May 26th marks the birthday of late Sally Ride, the first American woman to travel to space. We pay tribute to her contributions, namely her study of the laws of bodies in motion. In her mission in 1983, Ride was not only the first American woman in space, but she was also the youngest person ever in space at the age of 32.
Ride also became a faculty member of the University of California San Diego in 1989 as a Physics professor, the Director of the University of California’s California Space Institute, and then founded an educational company called Sally Ride Science. Ride is an inspiration to young girls everywhere, especially those who are inspiring to be successful in science, technology, engineering and math careers.

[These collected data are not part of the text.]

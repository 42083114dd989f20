//! routes-tui - Browse airline routes in the terminal
//!
//! Entry point: parses the command line, sets up file logging, loads the
//! dataset and runs the event loop.

mod action;
mod app;
mod component;
mod components;
mod config;
mod model;
mod services;
mod tui;

use crate::action::Action;
use crate::app::App;
use crate::component::Component;
use crate::config::Config;
use crate::model::Dataset;
use crate::tui::Tui;
use anyhow::{Context, Result};
use clap::Parser;
use crossterm::event::Event;
use log::LevelFilter;
use std::fs::{File, OpenOptions};

#[derive(Parser, Debug)]
#[clap(name = "routes-tui", version, about = "Browse airline routes in the terminal")]
struct Cli {
    #[clap(
        long,
        help = "JSON file or directory of CSV files to load instead of the bundled routes"
    )]
    data: Option<String>,

    #[clap(long, help = "Rows per page (default 25)")]
    per_page: Option<usize>,

    #[clap(long, help = "File to write logs to (default routes-tui.log)")]
    log_file: Option<String>,

    #[clap(
        long,
        short,
        default_value = "info",
        help = "off, error, warn, info, debug or trace"
    )]
    log_level: LevelFilter,
}

fn main() -> Result<()> {
    let cli = Cli::parse();

    let config = Config::load()
        .unwrap_or_default()
        .merge_cli(cli.data, cli.per_page, cli.log_file);

    // The terminal belongs to the UI, so logs go to a file
    init_logging(&config.log_file, cli.log_level);
    log::info!("starting routes-tui with {:?}", config);

    let (dataset, source) = load_dataset(&config)?;
    log::info!(
        "loaded {} routes, {} airlines, {} airports from {}",
        dataset.routes.len(),
        dataset.airlines.len(),
        dataset.airports.len(),
        source
    );
    for problem in services::validate(&dataset) {
        log::warn!("{}", problem);
    }

    let mut tui = Tui::new()?;
    tui.enter()?;

    let mut app = App::new(dataset, source, config.per_page);
    let result = run_app(&mut tui, &mut app);

    tui.exit()?;

    if let Err(err) = result {
        log::error!("{:?}", err);
        eprintln!("Error: {:?}", err);
        std::process::exit(1);
    }

    log::info!("exiting");
    Ok(())
}

/// Send logs to `path`; without a writable log file the app runs unlogged
fn init_logging(path: &str, level: LevelFilter) {
    match open_log_file(path) {
        Ok(log_file) => {
            env_logger::Builder::new()
                .filter_level(level)
                .target(env_logger::Target::Pipe(Box::new(log_file)))
                .init();
        }
        Err(err) => {
            eprintln!("Warning: {:#}; continuing without logging", err);
        }
    }
}

fn open_log_file(path: &str) -> Result<File> {
    OpenOptions::new()
        .create(true)
        .append(true)
        .open(path)
        .with_context(|| format!("Failed to open log file {}", path))
}

fn load_dataset(config: &Config) -> Result<(Dataset, String)> {
    match &config.data_path {
        Some(path) => {
            let dataset = services::load(path)
                .with_context(|| format!("Failed to load routes from {}", path))?;
            Ok((dataset, path.clone()))
        }
        None => Ok((services::bundled()?, "bundled".to_string())),
    }
}

/// Run the main application loop
fn run_app(tui: &mut Tui, app: &mut App) -> Result<()> {
    while !app.should_quit {
        tui.draw(|frame| {
            if let Err(e) = app.draw(frame, frame.area()) {
                log::error!("draw error: {}", e);
            }
        })?;

        let Some(event) = tui.next_event()? else {
            continue;
        };

        let action = match event {
            Event::Key(key) => app.handle_key_event(key)?,
            Event::Resize(w, h) => Some(Action::Resize(w, h)),
            _ => None,
        };

        // An action might produce a follow-up action
        let mut current_action = action;
        while let Some(a) = current_action {
            log::trace!("action: {}", a);
            current_action = app.update(a)?;
        }
    }

    Ok(())
}

#[cfg(test)]
mod tests {
    use super::*;
    use clap::CommandFactory;

    #[test]
    fn test_cli_definition() {
        Cli::command().debug_assert();
    }

    #[test]
    fn test_log_level_is_validated() {
        let cli = Cli::try_parse_from(["routes-tui"]).unwrap();
        assert_eq!(cli.log_level, LevelFilter::Info);

        let cli = Cli::try_parse_from(["routes-tui", "--log-level", "debug"]).unwrap();
        assert_eq!(cli.log_level, LevelFilter::Debug);

        assert!(Cli::try_parse_from(["routes-tui", "--log-level", "loud"]).is_err());
    }

    #[test]
    fn test_unwritable_log_file_is_reported() {
        let path = std::env::temp_dir()
            .join("routes-tui-missing-dir")
            .join("nested")
            .join("routes-tui.log");
        let path = path.to_string_lossy();

        let err = open_log_file(&path).unwrap_err();
        assert!(err.to_string().contains("routes-tui.log"));

        // Falls back to running without a logger instead of failing
        init_logging(&path, LevelFilter::Info);
    }

    #[test]
    fn test_log_file_is_created() {
        let dir = std::env::temp_dir().join(format!("routes-tui-log-{}", std::process::id()));
        std::fs::create_dir_all(&dir).unwrap();
        let path = dir.join("routes-tui.log");

        open_log_file(&path.to_string_lossy()).unwrap();
        assert!(path.exists());

        std::fs::remove_dir_all(&dir).unwrap();
    }
}
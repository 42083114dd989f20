//! Action enum - All possible application actions
//!
//! Actions are discrete operations that the application can perform.
//! Components emit Actions in response to events, and the App processes
//! them to update state.

use crate::model::AirlineId;
use std::fmt;

/// All possible actions in the application
#[derive(Debug, Clone, PartialEq, Eq)]
pub enum Action {
    // ─────────────────────────────────────────────────────────────────────────
    // App Lifecycle
    // ─────────────────────────────────────────────────────────────────────────
    /// Terminal was resized
    Resize(u16, u16),
    /// Leave the application
    Quit,

    // ─────────────────────────────────────────────────────────────────────────
    // Pagination
    // ─────────────────────────────────────────────────────────────────────────
    /// Show the next page of routes
    NextPage,
    /// Show the previous page of routes
    PrevPage,
    /// Jump back to the first page
    FirstPage,
    /// Scroll the table up one line (when the page does not fit)
    ScrollUp,
    /// Scroll the table down one line
    ScrollDown,

    // ─────────────────────────────────────────────────────────────────────────
    // Filters
    // ─────────────────────────────────────────────────────────────────────────
    /// Open the airline filter dropdown
    OpenAirlineFilter,
    /// Open the airport filter dropdown
    OpenAirportFilter,
    /// Set or clear the airline filter
    SetAirlineFilter(Option<AirlineId>),
    /// Set or clear the airport filter
    SetAirportFilter(Option<String>),
    /// Clear both filters ("Show all routes")
    ResetFilters,

    // ─────────────────────────────────────────────────────────────────────────
    // Modals
    // ─────────────────────────────────────────────────────────────────────────
    /// Open help dialog showing all keyboard shortcuts
    OpenHelp,
    /// Close the current modal
    CloseModal,
    /// Navigate up in modal (e.g., previous option)
    ModalUp,
    /// Navigate down in modal (e.g., next option)
    ModalDown,
}

impl fmt::Display for Action {
    fn fmt(&self, f: &mut fmt::Formatter<'_>) -> fmt::Result {
        match self {
            Action::Resize(w, h) => write!(f, "Resize({}, {})", w, h),
            Action::Quit => write!(f, "Quit"),
            Action::NextPage => write!(f, "NextPage"),
            Action::PrevPage => write!(f, "PrevPage"),
            Action::FirstPage => write!(f, "FirstPage"),
            Action::ScrollUp => write!(f, "ScrollUp"),
            Action::ScrollDown => write!(f, "ScrollDown"),
            Action::OpenAirlineFilter => write!(f, "OpenAirlineFilter"),
            Action::OpenAirportFilter => write!(f, "OpenAirportFilter"),
            Action::SetAirlineFilter(Some(id)) => write!(f, "SetAirlineFilter({})", id),
            Action::SetAirlineFilter(None) => write!(f, "SetAirlineFilter(all)"),
            Action::SetAirportFilter(Some(code)) => write!(f, "SetAirportFilter({})", code),
            Action::SetAirportFilter(None) => write!(f, "SetAirportFilter(all)"),
            Action::ResetFilters => write!(f, "ResetFilters"),
            Action::OpenHelp => write!(f, "OpenHelp"),
            Action::CloseModal => write!(f, "CloseModal"),
            Action::ModalUp => write!(f, "ModalUp"),
            Action::ModalDown => write!(f, "ModalDown"),
        }
    }
}

#[cfg(test)]
mod tests {
    use super::*;

    #[test]
    fn test_display_names_filter_values() {
        assert_eq!(Action::SetAirlineFilter(Some(24)).to_string(), "SetAirlineFilter(24)");
        assert_eq!(Action::SetAirportFilter(None).to_string(), "SetAirportFilter(all)");
        assert_eq!(Action::Resize(80, 24).to_string(), "Resize(80, 24)");
    }
}
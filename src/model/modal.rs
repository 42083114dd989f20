//! Modal stack for managing overlays
//!
//! Dialogs are tracked as an enum-based stack instead of one boolean flag
//! per dialog.

/// Represents a modal overlay that can be displayed on top of the routes screen
#[derive(Debug, Clone, Copy, PartialEq, Eq)]
pub enum Modal {
    /// Airline filter dropdown
    AirlineFilter,
    /// Airport filter dropdown
    AirportFilter,
    /// Help dialog showing all keyboard shortcuts
    Help,
}

/// A stack of modal overlays
///
/// Modals are rendered from bottom to top, with only the top modal
/// receiving input events.
#[derive(Debug, Default)]
pub struct ModalStack {
    stack: Vec<Modal>,
}

impl ModalStack {
    /// Create a new empty modal stack
    pub fn new() -> Self {
        Self { stack: Vec::new() }
    }

    /// Push a modal onto the stack
    pub fn push(&mut self, modal: Modal) {
        self.stack.push(modal);
    }

    /// Pop the top modal from the stack
    pub fn pop(&mut self) -> Option<Modal> {
        self.stack.pop()
    }

    /// Get the top modal without removing it
    pub fn top(&self) -> Option<Modal> {
        self.stack.last().copied()
    }

    /// Check if the stack is empty
    #[cfg(test)]
    pub fn is_empty(&self) -> bool {
        self.stack.is_empty()
    }
}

The Miles Team honors Sally Ride today not just for all of her accomplishment, but because she took risks and pursued an unconventional route. Per finishing her Ph.D. at Stanford, she saw a posting in the newspaper saying that NASA was looking for astronauts and, for the first time, women were allowed to apply. Following her missions, Ride began to realize that children shy away from STEM careers because society sends false messages about who scientists and engineers are so she pushed to motivate young people to stick to their dreams.
I had the opportunity to meet Ride nearly six years ago before she was diagnosed with pancreatic cancer and her message to me was simple, to write my own history. She explained to me that everyone is categorized by society and people do not need to do something revolutionary to change the world. We just need to begin by changing our own world.